* What to work on
Determine how many lines in the entries contain the word "http", and give that number with no other text.
**********
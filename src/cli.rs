use std::path::PathBuf;

use clap::{Args, Parser, Subcommand};

use crate::encoder::EncoderSpec;
use crate::runner::RankerSpec;

#[derive(Parser, Debug)]
#[command(
    name = "relevance-eval",
    version,
    about = "Score, rank and evaluate query/product relevance"
)]
pub struct Cli {
    #[arg(long, global = true)]
    pub config: Option<PathBuf>,

    #[arg(long, global = true, default_value = "text")]
    pub output: String,

    /// Timeout for calls to external services; overrides the config file.
    #[arg(long, global = true)]
    pub timeout: Option<humantime::Duration>,

    #[command(subcommand)]
    pub command: Command,
}

#[derive(Args, Debug, Clone)]
pub struct DataArgs {
    #[arg(long, default_value = "data/queries.json")]
    pub queries: PathBuf,

    #[arg(long, default_value = "data/products.json")]
    pub products: PathBuf,

    #[arg(long, default_value = "data/labels.json")]
    pub labels: PathBuf,
}

#[derive(Subcommand, Debug)]
pub enum Command {
    /// Evaluate one encoder against labeled pairs.
    Evaluate {
        #[command(flatten)]
        data: DataArgs,

        #[arg(long, default_value = "hashed")]
        encoder: EncoderSpec,

        /// Use every labeled pair instead of the held-out test split.
        #[arg(long)]
        all: bool,

        #[arg(long)]
        ndcg_k: Option<usize>,
    },

    /// Evaluate two encoders on the same pairs and report the deltas.
    Compare {
        #[command(flatten)]
        data: DataArgs,

        #[arg(long)]
        baseline: EncoderSpec,

        #[arg(long)]
        candidate: EncoderSpec,

        #[arg(long)]
        all: bool,

        #[arg(long)]
        examples: Option<usize>,
    },

    /// Write relevance predictions for unlabeled queries.
    Predict {
        #[arg(long)]
        queries: PathBuf,

        #[arg(long)]
        products: PathBuf,

        #[arg(long, default_value = "hashed")]
        encoder: EncoderSpec,

        #[arg(long, default_value = "predictions.json")]
        out: PathBuf,

        #[arg(long)]
        products_per_query: Option<usize>,
    },

    /// Convert predictions into a ranked submission file.
    Submit {
        #[arg(long)]
        predictions: PathBuf,

        #[arg(long, default_value = "submission.json")]
        out: PathBuf,

        #[arg(long)]
        min_per_query: Option<usize>,
    },

    /// Evaluate a ranking service end to end.
    ServiceEval {
        #[command(flatten)]
        data: DataArgs,

        #[arg(long, default_value = "backend")]
        ranker: RankerSpec,

        /// Second service to evaluate and compare against `--ranker`.
        #[arg(long)]
        candidate_ranker: Option<RankerSpec>,

        #[arg(long)]
        rerank_url: Option<String>,

        /// Rerank with embedding similarity from this encoder instead of a
        /// rerank service.
        #[arg(long, conflicts_with = "rerank_url")]
        rerank_encoder: Option<EncoderSpec>,

        #[arg(long)]
        max_queries: Option<usize>,

        #[arg(long)]
        sequential: bool,

        #[arg(long)]
        all: bool,
    },

    /// Search the catalog for free text.
    Search {
        #[arg(long, default_value = "data/products.json")]
        products: PathBuf,

        #[arg(long)]
        query: String,

        #[arg(long, default_value = "hashed")]
        encoder: EncoderSpec,

        #[arg(long, default_value_t = 10)]
        top_k: usize,

        /// Product fields shown with each hit.
        #[arg(long, value_delimiter = ',', default_values = ["title", "brand", "category_path"])]
        fields: Vec<String>,
    },

    /// Ask a ranking service about every query and save its answers as
    /// ranked rows.
    Respond {
        #[arg(long, default_value = "data/queries.json")]
        queries: PathBuf,

        /// Catalog for `encoder:`/`hybrid:` rankers and rerank texts.
        #[arg(long)]
        products: Option<PathBuf>,

        #[arg(long, default_value = "backend")]
        ranker: RankerSpec,

        #[arg(long)]
        rerank_url: Option<String>,

        #[arg(long, conflicts_with = "rerank_url")]
        rerank_encoder: Option<EncoderSpec>,

        #[arg(long, default_value = "responses.json")]
        out: PathBuf,

        #[arg(long, default_value_t = 0)]
        min_per_query: usize,

        #[arg(long)]
        sequential: bool,
    },

    /// Export embeddings as a `fixture:` table.
    Embed {
        #[arg(long)]
        queries: Option<PathBuf>,

        #[arg(long)]
        products: Option<PathBuf>,

        /// Extra text to embed; repeatable.
        #[arg(long = "text")]
        texts: Vec<String>,

        #[arg(long, default_value = "dense")]
        encoder: EncoderSpec,

        #[arg(long, default_value = "embeddings.json")]
        out: PathBuf,
    },

    /// Show which model an encoder selector resolves to.
    ModelInfo {
        #[arg(long, default_value = "dense")]
        encoder: EncoderSpec,
    },
}

impl Cli {
    pub fn validate(&self) -> Result<(), String> {
        if !matches!(self.output.as_str(), "text" | "json") {
            return Err(format!("Unknown output format: {}", self.output));
        }

        if let Some(timeout) = &self.timeout {
            if timeout.as_ref().is_zero() {
                return Err("timeout must be > 0".to_string());
            }
        }

        match &self.command {
            Command::Evaluate {
                ndcg_k: Some(0), ..
            } => Err("ndcg-k must be > 0".to_string()),
            Command::Predict {
                products_per_query: Some(0),
                ..
            } => Err("products-per-query must be > 0".to_string()),
            Command::ServiceEval {
                max_queries: Some(0),
                ..
            } => Err("max-queries must be > 0".to_string()),
            Command::Search { top_k: 0, .. } => Err("top-k must be > 0".to_string()),
            Command::Embed {
                queries: None,
                products: None,
                texts,
                ..
            } if texts.is_empty() => {
                Err("embed needs --queries, --products or --text".to_string())
            }
            _ => Ok(()),
        }
    }
}

#[cfg(test)]
mod tests {
    use super::*;
    use clap::Parser;

    #[test]
    fn parses_defaults() {
        let cli = Cli::try_parse_from(["relevance-eval", "evaluate"]).expect("parse");
        assert_eq!(cli.output, "text");
        assert!(cli.config.is_none());
        match cli.command {
            Command::Evaluate {
                data,
                encoder,
                all,
                ndcg_k,
            } => {
                assert_eq!(data.labels, PathBuf::from("data/labels.json"));
                assert_eq!(encoder.to_string(), "hashed:1000");
                assert!(!all);
                assert_eq!(ndcg_k, None);
            }
            other => panic!("unexpected command {other:?}"),
        }
    }

    #[test]
    fn global_flags_after_subcommand() {
        let cli = Cli::try_parse_from([
            "relevance-eval",
            "service-eval",
            "--ranker",
            "backend:http://localhost:8080#test_finetuned",
            "--output",
            "json",
            "--timeout",
            "5s",
        ])
        .expect("parse");
        assert_eq!(cli.output, "json");
        assert_eq!(
            *cli.timeout.unwrap().as_ref(),
            std::time::Duration::from_secs(5)
        );
        assert!(matches!(
            cli.command,
            Command::ServiceEval {
                ranker: RankerSpec::Backend { .. },
                ..
            }
        ));
    }

    #[test]
    fn rejects_bad_encoder() {
        let parsed = Cli::try_parse_from(["relevance-eval", "evaluate", "--encoder", "minilm"]);
        assert!(parsed.is_err());
    }

    #[test]
    fn parses_search_fields() {
        let cli = Cli::try_parse_from([
            "relevance-eval",
            "search",
            "--query",
            "organic soup",
            "--fields",
            "title,ingredients",
        ])
        .unwrap();
        match cli.command {
            Command::Search {
                query,
                top_k,
                fields,
                ..
            } => {
                assert_eq!(query, "organic soup");
                assert_eq!(top_k, 10);
                assert_eq!(fields, vec!["title", "ingredients"]);
            }
            other => panic!("unexpected command {other:?}"),
        }
    }

    #[test]
    fn rerank_url_and_encoder_conflict() {
        let parsed = Cli::try_parse_from([
            "relevance-eval",
            "service-eval",
            "--rerank-url",
            "http://localhost:8002/rerank",
            "--rerank-encoder",
            "hashed",
        ]);
        assert!(parsed.is_err());
    }

    #[test]
    fn embed_needs_a_source() {
        let cli = Cli::try_parse_from(["relevance-eval", "embed"]).unwrap();
        assert!(cli.validate().is_err());

        let cli =
            Cli::try_parse_from(["relevance-eval", "embed", "--text", "soup", "--text", "cake"])
                .unwrap();
        assert!(cli.validate().is_ok());
        assert!(matches!(cli.command, Command::Embed { ref texts, .. } if texts.len() == 2));
    }

    #[test]
    fn validate_rejects_zero_values() {
        let cli = Cli::try_parse_from(["relevance-eval", "evaluate", "--ndcg-k", "0"]).unwrap();
        assert!(cli.validate().is_err());

        let cli = Cli::try_parse_from([
            "relevance-eval",
            "--timeout",
            "0s",
            "submit",
            "--predictions",
            "p.json",
        ])
        .unwrap();
        assert!(cli.validate().is_err());

        let cli = Cli::try_parse_from(["relevance-eval", "--output", "yaml", "evaluate"]).unwrap();
        assert!(cli.validate().is_err());
    }
}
**********
* Reply
2